A lot of people take extended breaks from the workforce- parents caring for children, adult kids caring for parents. Could returnships be a solution?

When I decided not to return to work after having my first child, a trusted colleague advised me to still “do something” while I was home. She suggested I work part-time, attend conferences, or volunteer – really, anything that would fill the unsightly gap in employment on my resume.

While she supported and respected my choice to be home, she warned that many of her friends who made the same decision struggled to re-enter the workforce. They had to take steps back in their careers and salary because employers found their break from the paid workforce unattractive. She wanted me to avoid this, advising that my skills and time are valuable, and I should be paid accordingly, even if I’ve chosen to exit the fast track for a while.

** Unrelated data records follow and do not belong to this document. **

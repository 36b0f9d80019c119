/// Status a push-style consumer reports to the pipeline driving it.
///
/// The driver polls the consumer: `NeedToken` asks for another token,
/// `Produced` hands over finished output, `Finished` hands over the last of
/// it and tells the driver to stop.
#[derive(Debug, Clone, PartialEq)]
pub enum ConsumerEvent<Out> {
    /// Output became available; more input is still wanted.
    Produced(Vec<Out>),
    /// Nothing is ready until another token arrives.
    NeedToken,
    /// The consumer has halted; no further input will be read.
    Finished(Vec<Out>),
}

impl<Out> ConsumerEvent<Out> {
    /// Returns true once the consumer will accept no more tokens.
    pub fn is_finished(&self) -> bool {
        matches!(self, ConsumerEvent::Finished(_))
    }
}
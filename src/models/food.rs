use serde::{Deserialize, Serialize};

/// A catalog food item with nutrition, cost, and prep metadata.
///
/// The `allergens` field is free text; allergen checks match by
/// case-insensitive substring containment. `price_tier` is an open scale
/// where higher means costlier (the catalog may carry tier-4 items that no
/// budget preference can reach).
#[derive(Debug, Clone, Serialize, Deserialize)]
pub struct Food {
    pub name: String,
    pub calories: u32,
    pub allergens: String,
    pub protein_g: f64,
    pub fiber_g: f64,
    pub carbs_g: f64,
    pub fat_g: f64,
    pub cuisine: String,
    pub glycemic_index: u32,
    pub price_tier: u8,
    pub prep_time_min: u32,
}

impl Food {
    /// Canonical key for lookups and "already selected" exclusion.
    pub fn key(&self) -> String {
        self.name.to_lowercase()
    }

    /// Case-insensitive check for a substring in the food's name.
    pub fn name_contains(&self, needle: &str) -> bool {
        self.name.to_lowercase().contains(needle)
    }

    /// Whether the free-text allergen field mentions the given tag.
    pub fn has_allergen(&self, tag: &str) -> bool {
        self.allergens.to_lowercase().contains(&tag.to_lowercase())
    }

    /// Debug string for logging.
    pub fn debug_string(&self) -> String {
        format!(
            "{}: {} kcal, P:{}g Fb:{}g C:{}g F:{}g, GI:{}, tier:{}, prep:{}min",
            self.name,
            self.calories,
            self.protein_g,
            self.fiber_g,
            self.carbs_g,
            self.fat_g,
            self.glycemic_index,
            self.price_tier,
            self.prep_time_min
        )
    }
}

impl PartialEq for Food {
    fn eq(&self, other: &Self) -> bool {
        self.name.to_lowercase() == other.name.to_lowercase()
    }
}

impl Eq for Food {}

impl std::hash::Hash for Food {
    fn hash<H: std::hash::Hasher>(&self, state: &mut H) {
        self.name.to_lowercase().hash(state);
    }
}

#[cfg(test)]
mod tests {
    use super::*;

    fn sample_food() -> Food {
        Food {
            name: "Greek Yogurt".to_string(),
            calories: 150,
            allergens: "dairy".to_string(),
            protein_g: 15.0,
            fiber_g: 0.0,
            carbs_g: 8.0,
            fat_g: 4.0,
            cuisine: "mediterranean".to_string(),
            glycemic_index: 35,
            price_tier: 2,
            prep_time_min: 2,
        }
    }

    #[test]
    fn test_has_allergen_case_insensitive() {
        let food = sample_food();
        assert!(food.has_allergen("dairy"));
        assert!(food.has_allergen("DAIRY"));
        assert!(!food.has_allergen("peanuts"));
    }

    #[test]
    fn test_name_contains() {
        let food = sample_food();
        assert!(food.name_contains("yogurt"));
        assert!(!food.name_contains("chicken"));
    }

    #[test]
    fn test_equality_case_insensitive() {
        let food1 = sample_food();
        let mut food2 = sample_food();
        food2.name = "GREEK YOGURT".to_string();
        assert_eq!(food1, food2);
    }
}
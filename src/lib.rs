pub mod catalog;
pub mod cli;
pub mod error;
pub mod interface;
pub mod models;
pub mod parser;
pub mod planner;
pub mod substitution;

pub use error::{PlanError, Result};
pub use models::{DayPlan, Food, MealSelection, MealSlot, PreferenceProfile};
use clap::Parser;
use rand::rngs::StdRng;
use rand::SeedableRng;

use mealdraft_rs::catalog::load_catalog_or_empty;
use mealdraft_rs::cli::{Cli, Command};
use mealdraft_rs::error::{PlanError, Result};
use mealdraft_rs::interface::{
    display_day_plan, display_food_list, display_profile, find_food, prompt_profile_text,
    prompt_substitution_request, prompt_yes_no,
};
use mealdraft_rs::models::Food;
use mealdraft_rs::parser;
use mealdraft_rs::planner::assemble;
use mealdraft_rs::substitution::substitute;

fn main() {
    if let Err(e) = run() {
        eprintln!("Error: {}", e);
        std::process::exit(1);
    }
}

fn run() -> Result<()> {
    let cli = Cli::parse();
    let command = cli.command.unwrap_or_default();

    match command {
        Command::Plan {
            profile,
            seed,
            json,
        } => cmd_plan(&cli.catalog, profile, seed, json),
        Command::Foods { query } => cmd_foods(&cli.catalog, query),
    }
}

/// Parse a profile, assemble a plan, then loop on modification requests.
fn cmd_plan(
    catalog_path: &str,
    profile_text: Option<String>,
    seed: Option<u64>,
    json: bool,
) -> Result<()> {
    let catalog = load_catalog_or_empty(catalog_path);
    println!("Loaded {} foods from {}", catalog.len(), catalog_path);

    let text = match profile_text {
        Some(text) => text,
        None => prompt_profile_text()?,
    };

    let profile = parser::parse(&text);

    let mut rng: StdRng = match seed {
        Some(s) => StdRng::seed_from_u64(s),
        None => StdRng::from_entropy(),
    };

    let plan = match assemble(&catalog, &profile, &mut rng) {
        Ok(plan) => plan,
        Err(PlanError::InsufficientCandidates { found }) => {
            display_profile(&profile);
            println!(
                "Could not build a plan: only {} food(s) satisfy these constraints.",
                found
            );
            println!("Try relaxing the allergen, budget, or prep-time requirements.");
            return Ok(());
        }
        Err(e) => return Err(e),
    };

    if json {
        println!("{}", serde_json::to_string_pretty(&plan)?);
        return Ok(());
    }

    display_profile(&plan.profile_used);
    display_day_plan(&plan);

    // Substitution loop: each request replans in full under the modified
    // profile, so all four meals may change.
    let mut current = plan;
    loop {
        let request = prompt_substitution_request()?;
        if request.is_empty() {
            break;
        }

        match substitute(&catalog, &current, &request, &mut rng) {
            Ok(Some(new_plan)) => {
                display_day_plan(&new_plan);
                if prompt_yes_no("Keep this plan?", true)? {
                    current = new_plan;
                }
            }
            Ok(None) => {
                println!("No recognized change in that request; plan unchanged.");
            }
            Err(PlanError::InsufficientCandidates { found }) => {
                println!(
                    "That change leaves only {} suitable food(s); keeping the current plan.",
                    found
                );
            }
            Err(e) => return Err(e),
        }
    }

    Ok(())
}

/// List the catalog or fuzzy-look-up a single food.
fn cmd_foods(catalog_path: &str, query: Option<String>) -> Result<()> {
    let catalog = load_catalog_or_empty(catalog_path);

    if catalog.is_empty() {
        println!("Catalog is empty.");
        return Ok(());
    }

    match query {
        None => {
            let all: Vec<&Food> = catalog.iter().collect();
            display_food_list(&all, "Catalog");
        }
        Some(query) => match find_food(&catalog, &query)? {
            Some(food) => {
                println!("{}", food.debug_string());
                let allergens = if food.allergens.is_empty() {
                    "(none)"
                } else {
                    food.allergens.as_str()
                };
                println!("Allergens: {}", allergens);
                println!("Cuisine: {}", food.cuisine);
            }
            None => println!("No matching food found for '{}'", query),
        },
    }

    Ok(())
}
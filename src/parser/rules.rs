use crate::models::{BudgetPreference, DietTag};

/// Macro flag toggled by a matched pattern.
#[derive(Debug, Clone, Copy, PartialEq, Eq)]
pub enum MacroFlag {
    HighProtein,
    HighFiber,
    LowCarb,
    LowFat,
}

/// Calorie target used when no "N kcal" token is present or parseable.
pub const DEFAULT_CALORIE_TARGET: u32 = 1600;

/// Prep time ceiling (minutes) used when no prep-speed token is present.
pub const DEFAULT_PREP_TIME_LIMIT: u32 = 30;

/// Allergen synonym table: any matching pattern adds the canonical tag.
///
/// Table order is the insertion order of the output set. Each source token
/// maps to exactly one tag, so duplicates are impossible.
pub const ALLERGEN_RULES: &[(&[&str], &str)] = &[
    (&["peanut", "peanuts"], "peanuts"),
    (&["tree nut", "tree_nuts"], "tree_nuts"),
    (&["dairy", "milk"], "dairy"),
    (&["gluten", "wheat"], "wheat"),
    (&["soy"], "soy"),
    (&["egg", "eggs"], "eggs"),
    (&["fish", "seafood"], "fish"),
];

/// Dietary preference table. Tags are independently additive; no rule links
/// vegan to vegetarian.
pub const DIET_RULES: &[(&[&str], DietTag)] = &[
    (&["vegetarian", "veggie"], DietTag::Vegetarian),
    (&["vegan"], DietTag::Vegan),
    (&["keto"], DietTag::Keto),
    (&["paleo"], DietTag::Paleo),
];

/// Macro preference table. Each flag defaults to false.
pub const MACRO_RULES: &[(&[&str], MacroFlag)] = &[
    (&["high protein", "higher protein"], MacroFlag::HighProtein),
    (&["high fiber", "higher fiber"], MacroFlag::HighFiber),
    (&["low carb", "lower carb"], MacroFlag::LowCarb),
    (&["low fat", "lower fat"], MacroFlag::LowFat),
];

/// Budget table, evaluated in order with last-match-wins: text containing
/// both "cheap" and "premium" resolves to high.
pub const BUDGET_RULES: &[(&[&str], BudgetPreference)] = &[
    (&["budget", "cheap"], BudgetPreference::Low),
    (&["premium", "expensive"], BudgetPreference::High),
];

/// Prep time table, same last-match-wins ordering: "elaborate" overrides
/// "quick" when both appear.
pub const PREP_RULES: &[(&[&str], u32)] = &[
    (&["quick", "fast"], 15),
    (&["elaborate", "complex"], 60),
];

/// Whether lowercased text contains any of the given patterns.
pub fn matches_any(text: &str, patterns: &[&str]) -> bool {
    patterns.iter().any(|p| text.contains(p))
}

With this in mind, I took a big gulp and pressed pause on my career, and I don’t yet know how my personal story will go. I hope, when I’m ready, I’m able to press play right where I left off, but I know I may have to rewind to a more junior role to get my foot back in the door. I also know that my situation is not unique.

Paying the price for exiting the fast track

According to the Harvard Business Review’s widely circulated 2005 study “Off-Ramps and On-Ramps:  Keeping Talented Women on the Road to Success,” over a third of “highly qualified women” reported voluntarily leaving their careers at some point, and the number increases to 43% among women with children. Almost all of the women surveyed (93%) intended to re-enter the workforce, but only 40% found full-time employment. Others worked part-time or became self-employed.

The authors concluded, “The implication is clear: Off-ramps are around every curve in the road, but once a woman has taken one, on-ramps are few and far between – and extremely costly.” Even with a relatively short break of one to two years, women lost, on average, 18% of their earning power. Unsurprisingly, the longer women stayed out, the larger the penalty. The authors updated the study in 2010 and did not find significant differences in their results.

So, my colleague’s advice to me was sound. As I enter my third year out of the workforce, I can’t help but take another big gulp, wondering just how much money I’m leaving on the table and just how hard it will be to get back to work when I’m ready.

Of course, having a choice of whether to work is a privilege that few American women have. Nonetheless, there’s a group of us who put our professional careers on hold, only to find that the years we invested in schooling and work don’t help very much when we want to get back in the game, and that’s pretty frustrating.

But, employers are feeling pain, too, in the form of talent shortages and the desire to balance gender representation in their workplaces, so they’re taking notice of the “roughly 2.6 million educated mothers of prime working age who are not in the labor force.”

On-ramping with a returnship

The Chicago Tribune reported in February 2016 that seven STEM (Science, Technology, Engineering and Math) companies are set to launch re-entrance programs this year for professionals who want to get back into the workforce after taking an extended career break (usually two or more years). These paid internships serve as an outreach opportunity to a pool of talent that, until recently, may have been overlooked because of their break from work.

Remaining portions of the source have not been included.